雑談

春に需要が高くなる!? -アメリカでバカ売れする意外なモノ

春になると売れるもの。ランドセル。新学期用の新しいノートや文房具。花粉症などアレルギーの薬。苗、種、土肥などガーデニング関連のもの。日本の春に需要が高まるモノといったら、こんな感じで、「新学年・新学期」関連モノと季節モノといったところだろうか。

一方、アメリカでは、日本人の感覚からするとちょっと意外なものが3-4月に急激に売れる。今日はそんなアメリカの意外な春需要3つをご紹介しよう。

その1:家

米国不動産協会のデータをもとにしたこのグラフにあるように、3月4月になると急激に中古住宅販売が伸びるのが見てとれるだろう。その大きな理由は2つある。

1つは、季節的な理由。冬のあいだ積もりに積もった雪も3月ともなれば暖かくなって溶けてなくなるし、裏庭の草木も芽吹き、玄関先にはチューリップなど花も咲き始める。要するに、暖かくなってきて、家の見栄えが良くなるので、見栄えのいい時期に写真入りパンフレットを作ったりオープンハウスを行って見込み客を招き入れその気にさせようというのがある。それに、暖かくなってくることで、見込み客のほうも心理的に少し浮かれた気分になってるだろうから、そんな春うららで気分が踊ってるうちに買う気にさせてしまおうというのもあるだろう。

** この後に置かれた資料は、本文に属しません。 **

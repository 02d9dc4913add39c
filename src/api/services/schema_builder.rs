//! Visual schema builder.
//!
//! Holds the working copy of a form's fields for one edit session. Every
//! mutation re-derives the persisted schema and publishes it on a
//! [`tokio::sync::watch`] channel, which is how the owning editor learns
//! about changes.

use super::schema_codec::{parse_options, to_persisted};
use crate::models::{FieldDefinition, FieldId, FieldKind, FieldType, FormSchema};
use serde_json::{Map, Value};
use tokio::sync::watch;
use tracing::debug;

#[derive(Debug, Clone, Copy, PartialEq, Eq)]
pub enum Direction {
    Up,
    Down,
}

/// Partial update of one field. Unset members are left alone.
///
/// Setting `field_type` always resets the options; `options` in the same
/// patch is applied after that reset.
#[derive(Debug, Clone, Default, PartialEq, Eq)]
pub struct FieldPatch {
    pub name: Option<String>,
    pub label: Option<String>,
    pub field_type: Option<FieldType>,
    pub required: Option<bool>,
    /// `Some("")` clears the placeholder.
    pub placeholder: Option<String>,
    pub options: Option<Vec<String>>,
}

impl FieldPatch {
    pub fn name(mut self, name: impl Into<String>) -> Self {
        self.name = Some(name.into());
        self
    }

    pub fn label(mut self, label: impl Into<String>) -> Self {
        self.label = Some(label.into());
        self
    }

    pub fn field_type(mut self, field_type: FieldType) -> Self {
        self.field_type = Some(field_type);
        self
    }

    pub fn required(mut self, required: bool) -> Self {
        self.required = Some(required);
        self
    }

    pub fn placeholder(mut self, placeholder: impl Into<String>) -> Self {
        self.placeholder = Some(placeholder.into());
        self
    }

    pub fn options<I, S>(mut self, options: I) -> Self
    where
        I: IntoIterator<Item = S>,
        S: Into<String>,
    {
        self.options = Some(options.into_iter().map(Into::into).collect());
        self
    }

    fn apply(self, definition: &mut FieldDefinition) {
        let field = &mut definition.field;
        if let Some(name) = self.name {
            field.name = name;
        }
        if let Some(label) = self.label {
            field.label = label;
        }
        if let Some(field_type) = self.field_type {
            field.kind = FieldKind::empty(field_type);
        }
        if let Some(required) = self.required {
            field.required = required;
        }
        if let Some(placeholder) = self.placeholder {
            field.placeholder = Some(placeholder).filter(|p| !p.is_empty());
        }
        if let Some(options) = self.options {
            field.kind.set_options(options);
        }
    }
}

#[derive(Debug)]
pub struct SchemaBuilder {
    fields: Vec<FieldDefinition>,
    editing: Option<FieldId>,
    // Top-level schema keys other than `fields`, carried through untouched.
    extra: Map<String, Value>,
    changes: watch::Sender<FormSchema>,
}

impl SchemaBuilder {
    pub fn new() -> Self {
        Self::from_schema(&FormSchema::default())
    }

    /// Start a session from a persisted schema. Every field gets a fresh id.
    pub fn from_schema(schema: &FormSchema) -> Self {
        let (changes, _) = watch::channel(schema.clone());
        Self {
            fields: schema
                .fields()
                .iter()
                .cloned()
                .map(FieldDefinition::from_persisted)
                .collect(),
            editing: None,
            extra: schema.extra.clone(),
            changes,
        }
    }

    /// Receiver that sees the persisted schema after every mutation.
    pub fn subscribe(&self) -> watch::Receiver<FormSchema> {
        self.changes.subscribe()
    }

    pub fn fields(&self) -> &[FieldDefinition] {
        &self.fields
    }

    pub fn field(&self, id: FieldId) -> Option<&FieldDefinition> {
        self.fields.iter().find(|f| f.id == id)
    }

    pub fn position(&self, id: FieldId) -> Option<usize> {
        self.fields.iter().position(|f| f.id == id)
    }

    pub fn len(&self) -> usize {
        self.fields.len()
    }

    pub fn is_empty(&self) -> bool {
        self.fields.is_empty()
    }

    /// The field whose editor is open, if any.
    pub fn editing(&self) -> Option<FieldId> {
        self.editing
    }

    /// Persisted form of the current fields.
    pub fn schema(&self) -> FormSchema {
        let mut schema = to_persisted(&self.fields);
        schema.extra = self.extra.clone();
        schema
    }

    /// Append a blank field and open its editor.
    pub fn add_field(&mut self) -> FieldId {
        let definition = FieldDefinition::new();
        let id = definition.id;
        self.fields.push(definition);
        self.editing = Some(id);
        debug!(field_id = %id, "Added field");
        self.notify();
        id
    }

    /// Merge `patch` into the field with `id`. Returns false when there is
    /// no such field.
    pub fn update_field(&mut self, id: FieldId, patch: FieldPatch) -> bool {
        let Some(definition) = self.fields.iter_mut().find(|f| f.id == id) else {
            return false;
        };
        patch.apply(definition);
        self.notify();
        true
    }

    /// Replace a select/radio field's options from a multi-line text block.
    pub fn set_options_text(&mut self, id: FieldId, text: &str) -> bool {
        self.update_field(
            id,
            FieldPatch {
                options: Some(parse_options(text)),
                ..FieldPatch::default()
            },
        )
    }

    /// Remove the field with `id` and close the field editor.
    pub fn delete_field(&mut self, id: FieldId) -> bool {
        self.editing = None;
        let before = self.fields.len();
        self.fields.retain(|f| f.id != id);
        if self.fields.len() == before {
            return false;
        }
        debug!(field_id = %id, "Deleted field");
        self.notify();
        true
    }

    /// Swap the field at `index` with its neighbour. Moving past either end
    /// leaves the order unchanged and returns false.
    pub fn move_field(&mut self, index: usize, direction: Direction) -> bool {
        let target = match direction {
            Direction::Up => index.checked_sub(1),
            Direction::Down => index.checked_add(1),
        };
        let Some(target) = target.filter(|t| *t < self.fields.len()) else {
            return false;
        };
        if index >= self.fields.len() {
            return false;
        }
        self.fields.swap(index, target);
        self.notify();
        true
    }

    /// Open the editor for `id`, or close it if it is already open.
    pub fn toggle_editing(&mut self, id: FieldId) {
        self.editing = if self.editing == Some(id) {
            None
        } else {
            Some(id)
        };
    }

    fn notify(&self) {
        self.changes.send_replace(self.schema());
    }
}

impl Default for SchemaBuilder {
    fn default() -> Self {
        Self::new()
    }
}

もう1つは、アメリカの多くの学校の新学期・新年度が9月に始まる、というのに関連している。9月学校スタート前に、子供の転校手続きを済ませなきゃならないし、現在の持ち家も売りさばかなくてはならない。そういった後続の諸手続きを完了させる時間も鑑みると、次に移り住む家を春当たりに購入するのは至極無難なタイミングというわけだ。

その2:水着

3月になると、洋服屋などの店頭に水着がズラっと並び始める。日本人の感覚からすると、早過ぎる気もするだろう。ところがアメリカでは3-4月のスプリング・ブレイク(Spring Break:春休みのこと)に常夏ビーチへ出かけるとい慣習が根付いているため、3月になると水着が登場するのだ。

アメリカの学校の大半は、新学期(秋学期)が9月-12月、そして冬学期が1月ー5月という風にカリキュラムが組まれている。で、イースター(Easter:復活祭)というイエス・キリストの復活を祝う休日の前後に、大概どこの学校も約1週間のスプリング・ブレイクを設けている。

イースターは「春分の日の後の最初の満月の次の日曜日」という稼動休日なので、ときには3月下旬の日曜日だったり、時には4月中旬の日曜日だったりする。

なので、休みのタイミングは、学校によっても違うし、年によってイースターの日がズレることでも違ってくるけど、大体3月から4月のあいだに学校が1週間お休みとなるわけだ。

で、小さい子供のいるアメリカ人家庭なんかだと、この1週間のあいだに家族水入らずで春休み旅行を決行する。一方、大学生達は、4月後半の期末試験の詰め込み勉強が始まる前に、ガッツリ息抜きすべく学生同士でフロリダやメキシコの常夏ビーチへ出かける。ここで朝から晩までビーチで飲んだくれドンチャン騒ぎをし、リフレッシュして学校に戻って勉強に励む……という仕組みだ。

従って、3-4月になると水着の需要が突然高まる。

その3:チョコレート菓子

これはイースターのおかげ。アメリカでチョコレート菓子が売れる日ナンバー1はハロウィーン。そしてナンバー2が、なんとイースターなのだ。

ハロウィーン、イースター、共に共通してるのは、メインの対象客が子供であること。ハロウィーンは子供達が人の家に御菓子をねだりに練り歩く日だし、イースターは御菓子のつまった模型の卵を子供達が転がしたり探したりする日。なのでイースター前の3-4月になると、子供受けしそうな色鮮やかな季節限定チョコやら、ウサギや卵やヒヨコの形をした可愛い御菓子が出回り始める。

季節行事にかこつけて、少なくとも年に2回もチビッコ達を砂糖漬けにするわけだから、そりゃ肥満大国にもなるよな……。

ふと、イースターなどというキリスト教絡みの日が日本でどれくらい知られてるいるのかな?と思って検索してみたら、何てことでしょう!「流行って」おられる様子?!やれ東京ディズニーランドではイースター特別イベントを開催予定だの、やれ各種高級ホテルや菓子メーカーがイースター限定スイーツを販売だの……。なんか、『クリスマス』を『イースター』に置き換えただけのようなテンプレートっぷりが圧巻。この勢いならば、「キリスト教絡みのイベントを独自の解釈で商業化」という流れ、日本ではさらなる横展開が可能か?!